Risky mengambil ransel dan memasukkan pakaian, sarung, peralatan mandi, dan sebagainya, lalu melirik Adek yang sedang memainkan gim komputer. Kayaknya seru bawa Adek. Apalagi memang sejak lahirnya Adek belum banyak diajak jalan-jalan berekreasi, paling-paling ke seputaran kota, Ciater, dan yang terjauh kampung Uti di Jawa. Kalaupun Adek dibawa tiap kali bersilaturahmi Lebaran ke kampung Abah, ia belum mengalami asyiknya bermain di kali, hutan, bukit ... sebagaimana Risky dahulu.

Kasihan Adek. Suatu ketika, Adek pernah marah-marah. Awalnya, Adek heran ketika ia masuk ke kamar Risky dan mengumumkan bahwa acara Kesatria Baja Hitam telah dimulai di televisi, kakaknya itu tidak mau beranjak. Memang biasanya juga Risky tidak begitu antusias, tapi mau-mau saja menemani adiknya menonton. Hanya kali itu ia sedang enggan dan ingin duduk-duduk saja di kursi belajarnya untuk merenungkan entah soal UMPTN atau soal kehidupan. Alasan yang diberikan Risky kepada adiknya saat itu, "Udah khatam waktu di Jepang."

Mata Adek membesar, mulutnya membulat, "Jepang?"

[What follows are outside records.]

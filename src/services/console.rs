use colored::Colorize;

use crate::domain::{AttemptRecord, GameCatalog};
use crate::skills::{Recommendation, SkillAssessment, SkillReport};

const BAR_WIDTH: usize = 25;

pub fn print_attempt(record: &AttemptRecord) {
    println!(
        "{} {} {:<16} score {:>3}  {:>4}s",
        record.created_at.format("%Y-%m-%d %H:%M:%S").to_string().dimmed(),
        format!("#{}", record.id).dimmed(),
        record.game_id,
        record.score.to_string().bold(),
        record.elapsed_seconds
    );
}

pub fn print_history(actor_id: &str, attempts: &[AttemptRecord]) {
    if attempts.is_empty() {
        println!("No attempts recorded for {}", actor_id.bold());
        return;
    }

    println!("{} attempts for {}", attempts.len(), actor_id.bold());
    for attempt in attempts {
        print_attempt(attempt);
    }
}

pub fn print_report(actor_id: &str, report: &SkillReport) {
    println!("Skill radar for {}", actor_id.bold());
    for (category, score) in report.profile.iter() {
        println!("  {:<11} {} {:>3}", category.as_str(), score_bar(score), score);
    }

    println!();
    println!("  Career match: {}", report.career_title.green().bold());
    println!("  Talent type:  {}", report.talent_type.cyan());

    if !report.profile.is_blank() {
        let top: Vec<String> = report
            .top_skills
            .iter()
            .map(|s| format!("{} ({})", s.category, s.score))
            .collect();
        println!("  Top skills:   {}", top.join(", "));
    }
}

pub fn print_recommendation(actor_id: &str, recommendation: &Recommendation, catalog: &GameCatalog) {
    let title = catalog
        .get(&recommendation.recommended_game_id)
        .map(|g| g.title.as_str())
        .unwrap_or(recommendation.recommended_game_id.as_str());

    match recommendation.weakest_category {
        SkillAssessment::NotYetDetermined => {
            println!("{} has not played yet. Start the journey with {}", actor_id.bold(), title.green().bold());
        }
        SkillAssessment::Category(weakest) => {
            println!("Strongest skill: {}", recommendation.dominant_category.to_string().green());
            println!("Weakest skill:   {}", weakest.as_str().yellow());
            println!("Boost {} with {}", weakest, title.green().bold());
        }
    }
}

pub fn print_games(catalog: &GameCatalog) {
    for (idx, game) in catalog.iter().enumerate() {
        let weights: Vec<String> = game
            .category_weights
            .iter()
            .map(|(category, weight)| format!("{category} {weight:.1}"))
            .collect();
        println!(
            "{:>2}. {:<16} {:<16} {}",
            idx + 1,
            game.game_id.bold(),
            game.title,
            weights.join(", ").dimmed()
        );
    }
}

fn score_bar(score: u8) -> String {
    let filled = usize::from(score) * BAR_WIDTH / 100;
    format!(
        "{}{}",
        "█".repeat(filled).blue(),
        "·".repeat(BAR_WIDTH - filled).dimmed()
    )
}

Risky tersenyum. Ia mengambil atlas, siap memperkenalkan adiknya kepada Ilmu Bumi. Dengan bijak, ia membuka halaman yang memperlihatkan peta dunia lalu mulai menunjuk-nunjuk. "Nih, Adek tinggalnya di sini, di Pulau Jawa, negara Indonesia. Jepang di sebelah sini. Waktu dulu, Kakak tinggalnya di kota--"

"Kakak pernah ke Jepang?"

"Iya."

"Sama siapa?"

"Sama Mama, Papa ...."

"Kok aku enggak diajak?"

"Kan waktu itu Adek belum la--"

"KOK AKU ENGGAK DIAJAK?!"

"Belum lahir ...."

Adek mengernyih dan mulai mengumandangkan tangisan ke seantero rumah. Risky mendesah.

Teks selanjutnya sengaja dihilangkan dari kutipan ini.